## REQUIREMENT
Two lines mark the range in the entries below: the one holding "OptionState::Exercised" and the one holding "if let Some(register)". Set down those two and all lines between them, exactly.

## MATERIAL PROVIDED
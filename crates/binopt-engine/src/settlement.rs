//! Option settlement
//!
//! `execute_options` settles at expiry against a publisher price stamped at
//! exactly the expiration time. `close_anytime` settles early at a fair value
//! that decays from one half towards the current outcome. Both need the
//! direction reveal signed by the key that signed the trade, and both report
//! per-option failures as `FailUnlock` events.

use crate::router::{registrar_reason, unlock_reason};
use crate::state::ProtocolState;
use crate::Result;
use binopt_crypto::MessageKind;
use binopt_market::{early_close_payout, early_close_probability, is_winning};
use binopt_types::{
    Address, CloseAnytimeRequest, CloseParams, FailureReason, OptionPosition, OptionState,
    ProtocolEvent, Timestamp, TxOutcome,
};
use tracing::{info, warn};

fn fail_unlock(close: &CloseParams, reason: FailureReason, events: &mut Vec<ProtocolEvent>) {
    warn!(option_id = %close.option_id, market = %close.target_contract, %reason, "settlement rejected");
    events.push(ProtocolEvent::FailUnlock {
        option_id: close.option_id,
        target_contract: close.target_contract,
        reason,
    });
}

impl ProtocolState {
    /// Settle expired options
    pub fn execute_options(
        &mut self,
        keeper: &Address,
        now: Timestamp,
        params: &[CloseParams],
    ) -> Result<TxOutcome> {
        self.ensure_keeper(keeper)?;
        let mut events = Vec::new();
        for close in params {
            if let Err(reason) = self.execute_option(now, close, &mut events) {
                fail_unlock(close, reason, &mut events);
            }
        }
        Ok(TxOutcome::new(events))
    }

    /// Settle options before expiry at the user's request
    pub fn close_anytime(
        &mut self,
        keeper: &Address,
        now: Timestamp,
        requests: &[CloseAnytimeRequest],
    ) -> Result<TxOutcome> {
        self.ensure_keeper(keeper)?;
        let mut events = Vec::new();
        for request in requests {
            if let Err(reason) = self.close_option_early(now, request, &mut events) {
                fail_unlock(&request.close, reason, &mut events);
            }
        }
        Ok(TxOutcome::new(events))
    }

    /// Active option addressed by `close`
    fn active_option(&self, close: &CloseParams) -> std::result::Result<OptionPosition, FailureReason> {
        let option = self
            .options(&close.target_contract, close.option_id)
            .ok_or(FailureReason::OptionDoesNotExist)?;
        if !option.is_active() {
            return Err(FailureReason::OptionNotActive);
        }
        Ok(option.clone())
    }

    fn asset_pair(&self, market: &Address) -> std::result::Result<String, FailureReason> {
        self.market(market)
            .map(|m| m.config().asset_pair.clone())
            .ok_or(FailureReason::OptionDoesNotExist)
    }

    fn check_publisher_price(&self, asset_pair: &str, close: &CloseParams) -> bool {
        let price = &close.publisher_price;
        let digest = self
            .signing
            .publisher_price(asset_pair, price.timestamp, price.price);
        self.verifier.verify(
            MessageKind::PublisherPrice,
            &digest,
            &price.signature,
            &self.config.signers.publisher,
        )
    }

    /// Direction reveal check against the key that signed the trade
    fn check_direction(&self, option: &OptionPosition, close: &CloseParams) -> bool {
        let Some(trade) = self.queued_trades.get(&option.queue_id) else {
            return false;
        };
        let (kind, digest) = self.signing.direction(&trade.intent, close.is_above);
        self.verifier
            .verify(kind, &digest, &close.direction_signature, &trade.signer)
    }

    fn execute_option(
        &mut self,
        now: Timestamp,
        close: &CloseParams,
        events: &mut Vec<ProtocolEvent>,
    ) -> std::result::Result<(), FailureReason> {
        let option = self.active_option(close)?;
        let asset_pair = self.asset_pair(&close.target_contract)?;

        if close.publisher_price.timestamp != option.expiration {
            return Err(FailureReason::WrongPrice);
        }
        if !self.check_publisher_price(&asset_pair, close) {
            return Err(FailureReason::PublisherSignatureMismatch);
        }
        if !self.check_direction(&option, close) {
            return Err(FailureReason::WrongMarketDirection);
        }
        if now < option.expiration {
            return Err(FailureReason::WrongClosingTime);
        }

        let price = close.publisher_price.price;
        let won = is_winning(close.is_above, option.strike, price);
        let payout = if won { option.amount } else { 0 };
        self.pool
            .unlock_and_pay(
                &mut self.token,
                close.target_contract,
                option.id,
                option.owner,
                payout,
                events,
            )
            .map_err(|e| unlock_reason(&e))?;

        let state = if won {
            events.push(ProtocolEvent::Exercise {
                account: option.owner,
                id: option.id,
                profit: option.amount.saturating_sub(option.total_fee),
                price_at_expiration: price,
                is_above: close.is_above,
            });
            OptionState::Exercised
        } else {
            events.push(ProtocolEvent::Expire {
                id: option.id,
                premium: option.premium,
                price_at_expiration: price,
                is_above: close.is_above,
            });
            OptionState::Expired
        };
        self.finish_option(&option, close.is_above, state, events);
        info!(option_id = %option.id, market = %option.market, won, payout, "option settled at expiry");
        Ok(())
    }

    fn close_option_early(
        &mut self,
        now: Timestamp,
        request: &CloseAnytimeRequest,
        events: &mut Vec<ProtocolEvent>,
    ) -> std::result::Result<(), FailureReason> {
        let close = &request.close;

        // applied before the option checks and kept even if the close fails
        if let Some(register) = &request.register {
            let owner = self
                .options(&close.target_contract, close.option_id)
                .map(|o| o.owner)
                .ok_or(FailureReason::OptionDoesNotExist)?;
            self.registrar
                .register(
                    owner,
                    register.one_ct,
                    &register.signature,
                    self.verifier.as_ref(),
                    events,
                )
                .map_err(|e| registrar_reason(&e))?;
        }

        let option = self.active_option(close)?;
        let market = self
            .market(&close.target_contract)
            .ok_or(FailureReason::OptionDoesNotExist)?;
        let config = market.config();
        let asset_pair = config.asset_pair.clone();
        if !config.early_close_enabled
            || now.saturating_sub(option.created_at) <= config.early_close_threshold
        {
            return Err(FailureReason::EarlyCloseNotAllowed);
        }

        let signer = self.registrar.one_ct(&option.owner);
        let digest = self.signing.close_anytime(
            &asset_pair,
            request.user_signature.timestamp,
            option.id,
        );
        if signer.is_zero()
            || !self.verifier.verify(
                MessageKind::CloseAnytime,
                &digest,
                &request.user_signature.signature,
                &signer,
            )
        {
            return Err(FailureReason::UserSignatureMismatch);
        }
        let signed_at = request.user_signature.timestamp;
        if signed_at > now || now - signed_at > self.config.limits.max_signature_age {
            return Err(FailureReason::InvalidUserSignatureTimestamp);
        }

        if !self.check_publisher_price(&asset_pair, close) {
            return Err(FailureReason::PublisherSignatureMismatch);
        }
        let price_ts = close.publisher_price.timestamp;
        if price_ts < option.created_at || price_ts > now {
            return Err(FailureReason::WrongPrice);
        }
        if !self.check_direction(&option, close) {
            return Err(FailureReason::WrongMarketDirection);
        }

        let price = close.publisher_price.price;
        let probability = early_close_probability(
            close.is_above,
            option.strike,
            price,
            option.created_at,
            option.expiration,
            now,
        );
        let payout = early_close_payout(option.amount, probability);
        self.pool
            .unlock_and_pay(
                &mut self.token,
                close.target_contract,
                option.id,
                option.owner,
                payout,
                events,
            )
            .map_err(|e| unlock_reason(&e))?;

        events.push(ProtocolEvent::Exercise {
            account: option.owner,
            id: option.id,
            profit: payout,
            price_at_expiration: price,
            is_above: close.is_above,
        });
        self.finish_option(&option, close.is_above, OptionState::Closed, events);
        info!(option_id = %option.id, market = %option.market, payout, probability, "option closed early");
        Ok(())
    }

    /// Record the terminal state and release open interest
    fn finish_option(
        &mut self,
        option: &OptionPosition,
        is_above: bool,
        state: OptionState,
        events: &mut Vec<ProtocolEvent>,
    ) {
        if let Some(market) = self.markets.get_mut(&option.market) {
            if let Some(stored) = market.options.get_mut(&option.id) {
                stored.state = state;
                stored.is_above = Some(is_above);
            }
            market.oi.decrease(option.total_fee);
        }
        self.pool_oi.decrease(option.total_fee);
        events.push(ProtocolEvent::UpdatePoolOI {
            is_increased: false,
            interest: option.total_fee,
        });
    }
}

## ANSWER BELOW
            OptionState::Exercised
        } else {
            events.push(ProtocolEvent::Expire {
                id: option.id,
                premium: option.premium,
                price_at_expiration: price,
                is_above: close.is_above,
            });
            OptionState::Expired
        };
        self.finish_option(&option, close.is_above, state, events);
        info!(option_id = %option.id, market = %option.market, won, payout, "option settled at expiry");
        Ok(())
    }

    fn close_option_early(
        &mut self,
        now: Timestamp,
        request: &CloseAnytimeRequest,
        events: &mut Vec<ProtocolEvent>,
    ) -> std::result::Result<(), FailureReason> {
        let close = &request.close;

        // applied before the option checks and kept even if the close fails
        if let Some(register) = &request.register {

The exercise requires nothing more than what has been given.